Hakaste studied in Tampere and began his career working in various architectural firms. During the recession in the 1990s, he did his own design work, worked in associations, and delved into sustainable construction as well as resident-oriented design. He considers a varied work history important to an official.

Hakaste’s teacher parents live in Pori. Mom will soon turn 90 and start her day doing crossword puzzles and sudoku puzzles. Hakaste has planned a joint 150th anniversary celebration with his mother, as long as the corona pandemic subsides.

“Aging is unavoidable, but its effects can be prevented. I consider it really important to stay mentally alert, ”she says, saying she sees a good example in her mother.

Harri Hakaste

  • Born in 1962 on Viitasaari.

  • Attended school in Pori, became a student in 1981.

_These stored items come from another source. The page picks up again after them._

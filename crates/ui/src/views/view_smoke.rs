use dioxus::prelude::ReadableExt;
use api::{FailPoint, InMemorySurveyApi};
use survey_core::model::{
    InstanceState, OptionId, Participation, ParticipationState, QuestionId, StoredAnswer,
    StoredQuestionRef,
};

use super::test_harness::{
    TEST_INSTANCE, TEST_SURVEY, ViewKind, sample_survey, setup_view_harness,
};
use crate::vm::ResponseIntent;

fn api_with(state: InstanceState) -> InMemorySurveyApi {
    let api = InMemorySurveyApi::new();
    api.insert_survey(TEST_SURVEY, sample_survey(state)).expect("insert survey");
    api
}

#[tokio::test(flavor = "current_thread")]
async fn home_view_smoke_lists_open_surveys() {
    let mut harness = setup_view_harness(ViewKind::Home, api_with(InstanceState::Open));
    harness.rebuild();
    harness.settle().await;
    let html = harness.render();
    assert!(html.contains("Open surveys"), "missing heading in {html}");
    assert!(html.contains("Team retro"), "missing listed survey in {html}");
    assert!(html.contains("2 questions"), "missing question count in {html}");
    assert!(html.contains("Answer"), "missing answer link in {html}");
    assert!(html.contains("Results"), "missing results link in {html}");
    assert!(
        html.contains("Continue survey #7"),
        "missing pinned shortcut in {html}"
    );
}

#[tokio::test(flavor = "current_thread")]
async fn home_view_smoke_hides_closed_surveys() {
    let mut harness = setup_view_harness(ViewKind::Home, api_with(InstanceState::Closed));
    harness.rebuild();
    harness.settle().await;
    let html = harness.render();
    assert!(
        html.contains("No surveys are open right now."),
        "missing empty state in {html}"
    );
    assert!(!html.contains("Team retro"), "closed survey listed in {html}");
}

#[tokio::test(flavor = "current_thread")]
async fn home_view_smoke_listing_failure_offers_retry() {
    let api = api_with(InstanceState::Open);
    api.fail(FailPoint::OpenInstances).expect("fail");
    let mut harness = setup_view_harness(ViewKind::Home, api);
    harness.rebuild();
    harness.settle().await;
    let html = harness.render();
    assert!(html.contains("load the open surveys"), "missing error in {html}");
    assert!(html.contains("Retry"), "missing retry in {html}");
}

#[tokio::test(flavor = "current_thread")]
async fn survey_view_smoke_renders_first_question() {
    let mut harness = setup_view_harness(ViewKind::Survey, api_with(InstanceState::Open));
    harness.rebuild();
    harness.settle().await;
    let html = harness.render();
    assert!(html.contains("Team retro"), "missing title in {html}");
    assert!(html.contains("Question 1 of 2"), "missing step label in {html}");
    assert!(html.contains("What went well?"), "missing question in {html}");
    assert!(html.contains("0 of 2 answered"), "missing progress in {html}");
    assert!(html.contains("survey-next"), "missing next button in {html}");
}

#[tokio::test(flavor = "current_thread")]
async fn survey_view_smoke_refuses_closed_instance() {
    let mut harness = setup_view_harness(ViewKind::Survey, api_with(InstanceState::Closed));
    harness.rebuild();
    harness.settle().await;
    let html = harness.render();
    assert!(
        html.contains("This survey is not open for answers."),
        "missing refusal in {html}"
    );
    assert!(!html.contains("Retry"), "final refusal offers retry in {html}");
}

#[tokio::test(flavor = "current_thread")]
async fn survey_view_smoke_load_failure_offers_retry() {
    let api = api_with(InstanceState::Open);
    api.fail(FailPoint::InstanceSurvey).expect("fail");
    let mut harness = setup_view_harness(ViewKind::Survey, api);
    harness.rebuild();
    harness.settle().await;
    let html = harness.render();
    assert!(html.contains("load this survey"), "missing error in {html}");
    assert!(html.contains("Retry"), "missing retry in {html}");
}

#[tokio::test(flavor = "current_thread")]
async fn survey_view_smoke_resumes_in_progress_participation() {
    let api = api_with(InstanceState::Open);
    api.insert_participation(
        TEST_INSTANCE,
        Participation {
            state: Some(ParticipationState::InProgress),
            answers: vec![StoredAnswer {
                question: StoredQuestionRef {
                    id: QuestionId::new(1),
                    kind: "text".into(),
                },
                content: Some("Pairing".into()),
                selected_options: Vec::new(),
            }],
            ..Participation::default()
        },
    )
    .expect("insert participation");

    let mut harness = setup_view_harness(ViewKind::Survey, api);
    harness.rebuild();
    harness.settle().await;
    let html = harness.render();
    assert!(html.contains("Question 2 of 2"), "not resumed in {html}");
    assert!(html.contains("Welcome back"), "missing resume note in {html}");
    assert!(
        html.contains("survey-selector__step--answered"),
        "missing answered marker in {html}"
    );
}

#[tokio::test(flavor = "current_thread")]
async fn survey_intents_smoke_answer_save_and_submit() {
    let mut harness = setup_view_harness(ViewKind::Survey, api_with(InstanceState::Open));
    harness.rebuild();
    harness.settle().await;

    let dispatch = harness.survey_handles.dispatch();
    let vm = harness.survey_handles.vm();

    dispatch.call(ResponseIntent::SetText {
        question: QuestionId::new(1),
        content: "Good pairing".into(),
    });
    harness.settle().await;
    assert!(harness.render().contains("Unsaved changes"));

    dispatch.call(ResponseIntent::Next);
    harness.settle().await;
    let html = harness.render();
    assert!(html.contains("Question 2 of 2"), "did not move in {html}");
    assert!(html.contains("survey-submit"), "missing submit in {html}");
    assert!(html.contains("Saved "), "missing saved time in {html}");
    assert_eq!(harness.api.saves().expect("saves").len(), 1);
    assert!(
        vm.read()
            .as_ref()
            .is_some_and(|vm| !vm.has_unsaved_changes())
    );

    dispatch.call(ResponseIntent::Select {
        question: QuestionId::new(2),
        option: OptionId::new(10),
    });
    dispatch.call(ResponseIntent::Submit);
    harness.settle().await;

    let html = harness.render();
    assert!(
        html.contains("Thank you! Your answers were submitted."),
        "missing flash in {html}"
    );
    let submits = harness.api.submits().expect("submits");
    assert_eq!(submits.len(), 1);
    assert_eq!(submits[0].1.answers.len(), 2);
    assert!(submits[0].1.completed);
}

#[tokio::test(flavor = "current_thread")]
async fn survey_intents_smoke_failed_save_still_moves_with_notice() {
    let mut harness = setup_view_harness(ViewKind::Survey, api_with(InstanceState::Open));
    harness.rebuild();
    harness.settle().await;
    harness.api.fail(FailPoint::SavePartial).expect("fail");

    let dispatch = harness.survey_handles.dispatch();
    dispatch.call(ResponseIntent::SetText {
        question: QuestionId::new(1),
        content: "Flaky wifi".into(),
    });
    dispatch.call(ResponseIntent::Next);
    harness.settle().await;

    let html = harness.render();
    assert!(html.contains("Question 2 of 2"), "did not move in {html}");
    assert!(
        html.contains("could not be saved"),
        "missing save notice in {html}"
    );
    assert!(html.contains("Unsaved changes"), "lost dirty flag in {html}");

    dispatch.call(ResponseIntent::ClearNotice);
    harness.settle().await;
    assert!(!harness.render().contains("could not be saved"));
}

#[tokio::test(flavor = "current_thread")]
async fn survey_intents_smoke_submit_error_keeps_step() {
    let mut harness = setup_view_harness(ViewKind::Survey, api_with(InstanceState::Open));
    harness.rebuild();
    harness.settle().await;

    let dispatch = harness.survey_handles.dispatch();
    dispatch.call(ResponseIntent::JumpTo(1));
    harness.settle().await;
    dispatch.call(ResponseIntent::Submit);
    harness.settle().await;

    let html = harness.render();
    assert!(html.contains("could not be submitted"), "missing error in {html}");
    assert!(html.contains("No answers provided"), "missing server detail in {html}");
    assert!(html.contains("Question 2 of 2"), "left step in {html}");
}

#[tokio::test(flavor = "current_thread")]
async fn results_view_smoke_renders_stats() {
    let api = api_with(InstanceState::Open);
    api.insert_participation(
        TEST_INSTANCE,
        Participation {
            state: Some(ParticipationState::Completed),
            completed: true,
            ..Participation::default()
        },
    )
    .expect("insert participation");

    let mut harness = setup_view_harness(ViewKind::Results, api);
    harness.rebuild();
    harness.settle().await;
    let html = harness.render();
    assert!(html.contains("Results"), "missing title in {html}");
    assert!(html.contains("Completion rate"), "missing stats in {html}");
    assert!(html.contains("100%"), "missing rate in {html}");
}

  • Graduated as an architect from Tampere University of Technology in 1990.

  • Design work in the architectural offices of Juhani Katainen, Heikkinen-Komonen, Aitoaho-Viljanen and Järvinen-Airas 1986–1993.

  • Participates in the activities of Eko-Safan, the cooperative Ansion, the housing rights association Helas and the Ekorinki project

  • As an official in the Ministry of the Environment since 2003.

  • Married to interior designer Sirpa Laaninen, two teenage boys.

  • Turns 60 on Tuesday, January 18th.